# REQUIREMENT
Please give back, word for word, only the lines starting at the one containing "state.presence = Presence::Created;" and ending at the one containing "re-selecting the active" within the material below.

# PROVIDED RECORDS

//! Error types for the client layer.

use resdk_model::ModelError;
use thiserror::Error;

/// Result type for client operations.
pub type ClientResult<T> = Result<T, ClientError>;

/// Errors surfaced by the client.
#[derive(Debug, Error)]
pub enum ClientError {
    /// Malformed caller input, detected before any network call.
    #[error("invalid argument: {0}")]
    InvalidArgument(String),

    /// The identifier does not resolve to a resource visible to the caller.
    /// Absence and missing permission are deliberately not distinguished.
    #[error("{0}")]
    NotFound(String),

    /// The server rejected or failed a request.
    #[error("server error {status}: {message}")]
    Remote { status: u16, message: String },

    /// HTTP error.
    #[error("HTTP error: {0}")]
    Http(#[from] reqwest::Error),

    /// Serialization error.
    #[error("serialization error: {0}")]
    Serialization(#[from] serde_json::Error),

    /// Resource model error (field validation, payload shape).
    #[error(transparent)]
    Model(ModelError),

    /// The server answered with an unexpected shape.
    #[error("protocol error: {0}")]
    Protocol(String),

    /// Invalid configuration.
    #[error("invalid configuration: {0}")]
    Config(String),
}

impl ClientError {
    /// Returns true if this error is the transport's not-found fault.
    pub fn is_not_found(&self) -> bool {
        match self {
            ClientError::NotFound(_) => true,
            ClientError::Remote { status, .. } => *status == 404,
            ClientError::Http(e) => e.status().is_some_and(|s| s.as_u16() == 404),
            _ => false,
        }
    }

    /// Returns true if the caller's input was rejected locally.
    pub fn is_invalid_argument(&self) -> bool {
        matches!(self, ClientError::InvalidArgument(_))
    }
}

impl From<ModelError> for ClientError {
    fn from(err: ModelError) -> Self {
        match err {
            ModelError::InvalidArgument(msg) => ClientError::InvalidArgument(msg),
            ModelError::Serialization(e) => ClientError::Serialization(e),
            other => ClientError::Model(other),
        }
    }
}

impl From<resdk_types::Error> for ClientError {
    fn from(err: resdk_types::Error) -> Self {
        ClientError::InvalidArgument(err.to_string())
    }
}
//! Error types for the resource model.

use thiserror::Error;

/// Result type for model operations.
pub type ModelResult<T> = Result<T, ModelError>;

/// Errors raised while building, validating or diffing resources.
#[derive(Debug, Error)]
pub enum ModelError {
    /// Caller input has the wrong shape.
    #[error("invalid argument: {0}")]
    InvalidArgument(String),

    /// A read-only field was modified locally.
    #[error("field `{0}` is read-only and cannot be changed")]
    ReadOnlyField(String),

    /// An update-protected field was modified on a saved resource.
    #[error("field `{0}` cannot be changed once the resource is saved")]
    UpdateProtectedField(String),

    /// The resource has no id yet.
    #[error("{endpoint} must be saved before it can be used")]
    Unsaved { endpoint: &'static str },

    /// Payload did not serialize to a JSON object.
    #[error("{0} payload is not a JSON object")]
    NotAnObject(&'static str),

    /// Serialization error.
    #[error("serialization error: {0}")]
    Serialization(#[from] serde_json::Error),
}
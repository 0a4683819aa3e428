//! Tab error types

use thiserror::Error;

/// Configuration problems. Runtime operations never fail; they degrade.
#[derive(Error, Debug)]
pub enum TabError {
    #[error("At least one tab must be declared")]
    NoTabs,

    #[error("Duplicate tab id: {0}")]
    DuplicateTab(String),

    #[error("Invalid tab id: {0:?}")]
    InvalidTabId(String),

    #[error("Invalid {field}: {value:?}")]
    InvalidName { field: &'static str, value: String },

    #[error("Default tab is not declared: {0}")]
    UnknownDefaultTab(String),

    #[error("Invalid selector in {context}: {source}")]
    Selector {
        context: String,
        #[source]
        source: tabfold_dom::DomError,
    },

    #[error("Invalid tab set declaration: {0}")]
    Declaration(#[from] serde_json::Error),
}
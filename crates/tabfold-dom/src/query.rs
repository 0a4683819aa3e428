//! Compiled CSS selectors

use scraper::Selector;
use std::fmt;

use crate::error::DomError;
use crate::Result;

/// A CSS selector parsed once and reused for every lookup.
#[derive(Debug, Clone)]
pub struct Query {
    source: String,
    selector: Selector,
}

impl Query {
    pub fn parse(source: &str) -> Result<Self> {
        let trimmed = source.trim();
        if trimmed.is_empty() {
            return Err(DomError::InvalidSelector(source.to_string()));
        }

        let selector = Selector::parse(trimmed)
            .map_err(|_| DomError::InvalidSelector(source.to_string()))?;

        Ok(Self {
            source: trimmed.to_string(),
            selector,
        })
    }

    pub fn as_str(&self) -> &str {
        &self.source
    }

    pub(crate) fn selector(&self) -> &Selector {
        &self.selector
    }
}

impl fmt::Display for Query {
    fn fmt(&self, f: &mut fmt::Formatter<'_>) -> fmt::Result {
        f.write_str(&self.source)
    }
}
impl TabController {
    pub fn new(config: TabConfig, document: SharedDocument, preferences: PreferenceStore) -> Self {
        let state = ControllerState::new(config.default_tab());

        Self {
            inner: Rc::new(Inner {
                config,
                document,
                preferences,
                state: RefCell::new(state),
            }),
        }
    }

    pub fn config(&self) -> &TabConfig {
        &self.inner.config
    }

    pub fn document(&self) -> &SharedDocument {
        &self.inner.document
    }

    pub fn active_tab(&self) -> String {
        self.inner.state.borrow().active_tab.clone()
    }

    pub fn presence(&self) -> Presence {
        self.inner.state.borrow().presence
    }

    pub fn is_created(&self) -> bool {
        self.presence().is_created()
    }

    pub fn is_enabled(&self) -> bool {
        self.inner.state.borrow().enabled
    }

    /// Generated button of `tab_id`, while the tabs exist.
    pub fn button_node(&self, tab_id: &str) -> Option<NodeId> {
        self.inner.state.borrow().chrome.as_ref()?.button(tab_id)
    }

    /// Generated container of `tab_id`, while the tabs exist. Owners render
    /// dynamic tab content into it.
    pub fn container_node(&self, tab_id: &str) -> Option<NodeId> {
        self.inner.state.borrow().chrome.as_ref()?.container(tab_id)
    }

    // === Lifecycle ===

    /// Disabling removes the tabs right away and makes rechecks inert;
    /// enabling rechecks immediately.
    pub fn set_enabled(&self, enabled: bool) {
        self.inner.state.borrow_mut().enabled = enabled;
        tracing::debug!(enabled, "Tab controller toggled");

        if enabled {
            self.refresh();
        } else if self.is_created() {
            self.remove();
        }
    }

    /// Evaluate the activation predicate now and create or remove the tabs
    /// to match. Returns what actually happened.
    pub fn refresh(&self) -> Transition {
        if !self.is_enabled() {
            return Transition::Keep;
        }

        let wanted = self.inner.config.should_show();

        // The predicate may have disabled us.
        if !self.is_enabled() {
            return Transition::Keep;
        }

        match self.presence().reconcile(wanted) {
            Transition::Create if self.create() => Transition::Create,
            Transition::Remove => {
                self.remove();
                Transition::Remove
            }
            _ => Transition::Keep,
        }
    }

    // === Content reorganizer ===

    /// Build the chrome, move content in and select the initial tab.
    /// Returns false when nothing was done: the tabs already exist or the
    /// anchor is missing.
    pub fn create(&self) -> bool {
        let initial = {
            let mut state = self.inner.state.borrow_mut();
            if state.chrome.is_some() {
                return false;
            }

            let built = {
                let mut doc = self.inner.document.borrow_mut();
                chrome::build(&mut doc, &self.inner.config)
            };
            let Some(built) = built else {
                return false;
            };
            state.chrome = Some(built);

            let initial = self.initial_tab();
            self.apply_switch(&mut state, &initial);
            state.presence = Presence::Created;
            initial
        };

        self.notify(&initial);
        true
    }

    /// Delete the chrome and return every relocated node to the mount
    /// container. Safe to call in any state.
    pub fn remove(&self) {
        let mut state = self.inner.state.borrow_mut();
        let built = state.chrome.take();

        {
            let mut doc = self.inner.document.borrow_mut();
            chrome::teardown(&mut doc, &self.inner.config, built.as_ref());
        }

        state.presence = Presence::Absent;
    }

    // === Tab switcher ===

    /// Activate `tab_id`. Unknown ids are ignored; re-selecting the active
    /// tab is a full switch (markers, scroll, persistence and hook).
    pub fn switch_tab(&self, tab_id: &str) -> bool {
        if !self.inner.config.has_tab(tab_id) {
            tracing::debug!(tab_id = %tab_id, "Ignoring switch to unknown tab");
            return false;
        }

        {
            let mut state = self.inner.state.borrow_mut();
            self.apply_switch(&mut state, tab_id);
        }

        self.notify(tab_id);
        true
    }

    /// Click on `target`: switches when it is (inside) one of our buttons.
    pub fn click(&self, target: NodeId) -> bool {
        let tab_id = {
            let state = self.inner.state.borrow();
            let doc = self.inner.document.borrow();
            state
                .chrome
                .as_ref()
                .and_then(|c| c.tab_at(&doc, target))
                .map(str::to_string)
        };

        match tab_id {
            Some(tab_id) => self.switch_tab(&tab_id),
            None => false,
        }
    }

    /// Persisted tab when it is still declared, otherwise the default.
    fn initial_tab(&self) -> String {
        let config = &self.inner.config;
        match self.inner.preferences.load() {
            Some(saved) if config.has_tab(&saved) => saved,
            Some(saved) => {
                tracing::debug!(saved = %saved, "Saved tab no longer declared, using default");
                config.default_tab().to_string()
            }
            None => config.default_tab().to_string(),
        }
    }

    fn apply_switch(&self, state: &mut ControllerState, tab_id: &str) {
        {
            let mut doc = self.inner.document.borrow_mut();
            if let Some(built) = state.chrome.as_ref() {
                switcher::mark_active(&mut doc, built, tab_id);
            }
            switcher::reset_scroll(&mut doc, self.inner.config.scroll_containers());
        }

        state.active_tab = tab_id.to_string();
        self.inner.preferences.save(tab_id);

        tracing::debug!(tab_id = %tab_id, "Switched tab");
    }

    fn notify(&self, tab_id: &str) {
        if let Some(hook) = self.inner.config.switch_hook() {
            hook(tab_id);
        }
    }
}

# ANSWER SECTION
            state.presence = Presence::Created;
            initial
        };

        self.notify(&initial);
        true
    }

    /// Delete the chrome and return every relocated node to the mount
    /// container. Safe to call in any state.
    pub fn remove(&self) {
        let mut state = self.inner.state.borrow_mut();
        let built = state.chrome.take();

        {
            let mut doc = self.inner.document.borrow_mut();
            chrome::teardown(&mut doc, &self.inner.config, built.as_ref());
        }

        state.presence = Presence::Absent;
    }

    // === Tab switcher ===

    /// Activate `tab_id`. Unknown ids are ignored; re-selecting the active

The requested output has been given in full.